Movement to the majors has been more fluid than in past years, with talents like Philadelphia's Ryan Howard breaking out of the normal vapor lock of green cap limits to advancement before Spring. Andy Marte traded tribes in 2006, ankling the Atlanta organization in favor to reignite his career in Cleveland with the Indians.
The Marlins may have been dissed by the major league media for dumping their high salary darlings, but minor league mavens marveled at their prodigious plucking of properties like Hanley Ramirez and Yusmeiro Pettit, both past FAB50 alums.
While we saw a lot of interesting young catchers in the early stages of the system in Spring, the drought in both expectional players at the position, and in places for them to go, continues. There are only four on the FAB50, with the first, the Oakland Athletics' Kurt Suzuki, appearing at No. 19.
How Our Movement Ranking Differs from a Talent Ranking
Forewarning to emailers and the blogosphere: This isn't the BA beauty fest. Our rankings sample player talent at mid-season, and plug it into the larger jigsaw puzzle of the opportunity to move forward in their organization or be traded to a club where they can advance.
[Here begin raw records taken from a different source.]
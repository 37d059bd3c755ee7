//! Frame compositor: combines main-track clips, transitions, and overlays.
//!
//! This module computes the per-frame composition instructions a renderer
//! or exporter consumes: which clips to draw, at what source time, where,
//! and with what opacity. It does no pixel work itself.

use serde::Serialize;

use montage_common::{MontageError, MontageResult};
use montage_processing_core::composer::{ActiveClip, TimelineComposer};
use montage_processing_core::geometry::{Affine2D, GeometryResolver};
use montage_processing_core::transition::{evaluate_transition, LayerModification};
use montage_project_model::clip::Clip;
use montage_project_model::region::{Rect, Size};

/// Where a layer comes from.
#[derive(Debug, Clone, Copy, PartialEq, Eq, Serialize)]
#[serde(rename_all = "snake_case")]
pub enum LayerRole {
    /// Main-track clip being transitioned away from.
    Outgoing,
    /// The active main-track clip.
    Main,
    /// An overlay clip.
    Overlay,
}

/// Drawing instructions for one clip in one frame.
#[derive(Debug, Clone, PartialEq, Serialize)]
pub struct LayerInstruction {
    pub role: LayerRole,
    /// Index on the main track or the overlay list.
    pub track_index: usize,
    pub clip_id: String,
    /// Source time to decode.
    pub local_time_secs: f64,
    /// Source pixels to output pixels, including any transition offset.
    pub transform: Affine2D,
    /// Output area to draw into, before rotation.
    pub visible: Rect,
    /// Source area that lands in `visible`.
    pub visible_source: Rect,
    /// Output area the layer is restricted to by a wipe.
    pub reveal: Option<Rect>,
    pub opacity: f64,
    /// Audio/video clips only.
    pub volume: Option<f32>,
    /// Zero-area geometry; renderers skip the layer.
    pub degenerate: bool,
}

/// A single frame's composition instructions, bottom layer first.
#[derive(Debug, Clone, PartialEq, Serialize)]
pub struct FrameComposition {
    /// Frame number.
    pub frame_index: u64,

    /// Time in seconds.
    pub time_secs: f64,

    pub layers: Vec<LayerInstruction>,
}

/// Compose the frame at `time_secs`.
///
/// Layers are ordered outgoing clip, main clip, then overlays in insertion
/// order.
pub fn compose_frame(
    composer: &TimelineComposer,
    frame_index: u64,
    time_secs: f64,
) -> MontageResult<FrameComposition> {
    let resolution = composer.resolve(time_secs)?;
    let timeline = composer.timeline();
    let render_size = timeline.render_size;

    let mut layers = Vec::with_capacity(2 + resolution.overlays.len());

    match &resolution.transition {
        Some(transition) => {
            let effect = evaluate_transition(transition.kind, transition.progress);
            let outgoing = &timeline.main_track()[transition.outgoing.index].clip;
            layers.push(layer(
                LayerRole::Outgoing,
                &transition.outgoing,
                outgoing,
                render_size,
                &effect.outgoing,
            ));
            let main = &timeline.main_track()[resolution.main.index].clip;
            layers.push(layer(
                LayerRole::Main,
                &resolution.main,
                main,
                render_size,
                &effect.incoming,
            ));
        }
        None => {
            let main = &timeline.main_track()[resolution.main.index].clip;
            layers.push(layer(
                LayerRole::Main,
                &resolution.main,
                main,
                render_size,
                &LayerModification::default(),
            ));
        }
    }

    for active in &resolution.overlays {
        let overlay = &timeline.overlays()[active.index].clip;
        layers.push(layer(
            LayerRole::Overlay,
            active,
            overlay,
            render_size,
            &LayerModification::default(),
        ));
    }

    Ok(FrameComposition {
        frame_index,
        time_secs,
        layers,
    })
}

fn layer(
    role: LayerRole,
    active: &ActiveClip,
    clip: &Clip,
    render_size: Size,
    modification: &LayerModification,
) -> LayerInstruction {
    let placed = GeometryResolver::resolve_clip(clip, render_size);
    let placement = placed.placement;

    let [dx, dy] = modification.offset;
    let offset = (dx * render_size.width, dy * render_size.height);
    let transform = placement
        .transform
        .then(&Affine2D::translation(offset.0, offset.1));
    let visible = Rect::new(
        placement.visible.x + offset.0,
        placement.visible.y + offset.1,
        placement.visible.w,
        placement.visible.h,
    );
    let reveal = modification.reveal.map(|r| {
        Rect::new(
            r.x * render_size.width,
            r.y * render_size.height,
            r.w * render_size.width,
            r.h * render_size.height,
        )
    });

    LayerInstruction {
        role,
        track_index: active.index,
        clip_id: active.id.clone(),
        local_time_secs: active.local_time_secs,
        transform,
        visible,
        visible_source: placement.visible_source,
        reveal,
        opacity: modification.opacity,
        volume: clip.volume(),
        degenerate: placement.degenerate,
    }
}

/// Compute the composition for each output frame of the timeline.
pub fn compute_compositions(
    composer: &TimelineComposer,
    fps: u32,
) -> MontageResult<Vec<FrameComposition>> {
    if fps == 0 {
        return Err(MontageError::invalid_parameter("fps must be at least 1"));
    }

    let duration_secs = composer.total_duration_secs();
    let total_frames = (duration_secs * fps as f64).ceil() as u64;
    let mut compositions = Vec::with_capacity(total_frames as usize);

    for frame in 0..total_frames {
        let time_secs = frame as f64 / fps as f64;
        compositions.push(compose_frame(composer, frame, time_secs)?);
    }

    tracing::debug!(frames = compositions.len(), fps, "Computed frame compositions");
    Ok(compositions)
}

#[cfg(test)]
mod tests {
    use super::*;
    use crate::testing::{av_clip, context, image_clip};
    use montage_project_model::region::DestRegion;
    use montage_project_model::timeline::{Direction, Timeline, Transition, TransitionKind};

    fn composer() -> TimelineComposer {
        let ctx = context();
        let mut timeline = Timeline::new(Size::new(1280.0, 720.0));
        timeline.push_main(av_clip(&ctx, "a", 2.0));
        timeline.push_main(av_clip(&ctx, "b", 2.0));
        let slide = TransitionKind::Slide {
            direction: Direction::Left,
        };
        timeline
            .set_transition(0, Some(Transition::new(slide, 1.0).unwrap()))
            .unwrap();
        let mut logo = image_clip(&ctx, "logo", 1.0);
        logo.set_dest_region(DestRegion::Rect(Rect::new(0.0, 0.0, 100.0, 100.0)));
        timeline.add_overlay(logo, 0.0).unwrap();
        TimelineComposer::new(timeline)
    }

    #[test]
    fn test_single_clip_frame() {
        let frame = compose_frame(&composer(), 0, 0.0).unwrap();
        let roles: Vec<LayerRole> = frame.layers.iter().map(|l| l.role).collect();
        assert_eq!(roles, vec![LayerRole::Main, LayerRole::Overlay]);
        assert_eq!(frame.layers[0].opacity, 1.0);
        assert_eq!(frame.layers[0].volume, Some(1.0));
        assert_eq!(frame.layers[1].volume, None);
    }

    #[test]
    fn test_transition_frame_has_offset_layers() {
        let frame = compose_frame(&composer(), 0, 1.5).unwrap();
        let roles: Vec<LayerRole> = frame.layers.iter().map(|l| l.role).collect();
        assert_eq!(roles, vec![LayerRole::Outgoing, LayerRole::Main]);

        // Halfway through a left slide: outgoing is half a frame left,
        // incoming half a frame right.
        assert!((frame.layers[0].visible.x + 640.0).abs() < 1e-9);
        assert!((frame.layers[1].visible.x - 640.0).abs() < 1e-9);
        assert!((frame.layers[1].transform.tx - 640.0).abs() < 1e-9);
    }

    #[test]
    fn test_compute_compositions_covers_timeline() {
        let frames = compute_compositions(&composer(), 10).unwrap();
        assert_eq!(frames.len(), 30);
        assert_eq!(frames[29].frame_index, 29);
        assert!(compute_compositions(&composer(), 0).is_err());
    }
}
You can be the number one pick in Baseball America's rankings, but it means nothing if you are stuck behind a healthy veteran player with a fat, long major league contract, or you play in the farm of a large club that prefers veterans but likes to keep healthy high-talent spare parts on the farm in reserve.
The MLN FAB50 represents players with exceptional chances to make it to a permanent major league career when we take the snapshot of the world of baseball around the All-Star break each year.
MLN spends the whole year accumulating information on the players who make up the FAB50 rankings, including input from scouts, trainers, general managers, owners, league presidents,
other players, and our corps of top freelance journalists who spend the year on the ground with these guys.
This is not a lemming list. Our takes are fresh, and our rankings are not used for bartering bats and arms between major league clubs. We have no vested interest in keeping any club or owner happy. We can call them like we see 'em.
For minor league fans, we offer you a who's who of players that you should watch move through your teams and leagues.
For hardcore baseball fans, major or minor, we guarantee that you will be shaking your head at one or more of our calls and utter something like 'no way that (expletive) is good enough to make it to the majors."
We would tend to agree. It's not always about good, but sometimes about good enough. To those of you who sent us those lovely flames last year telling us that Dioner Navarro and Ian Kinsler had no business being on a top fifty list, we invite you to look at where they are playing today. There are numbers beyond stats at play. Numbers which we try to capture in the MLN FAB50, a reality check on the ranking system.
Beyond the players' numbers, we study all of the angles, from depth charts to signing bonuses to the buzz inside the organization to find players who are both top talents, and who have the positive organization mojo to move into a career slot in the majors in the next twelve to fifteen months.
Variables that can affect rankings include:
- The Draft Bonus - Did you land a whopping signing bonus? That gives you a huge leg-up in the rankings. This is usually where we get a lot of 'This list sucks...' emails from readers who can't believe that we put Player X on the list and not their favored Player Y. Clubs try to cash in on their big gambles on players. Don't blame us... It's the system, man.
- The Sally Field of Dreams - Players move at the favor of their parent clubs. If you can't have them "really, really like [you]," then you can put up good numbers and still not advance.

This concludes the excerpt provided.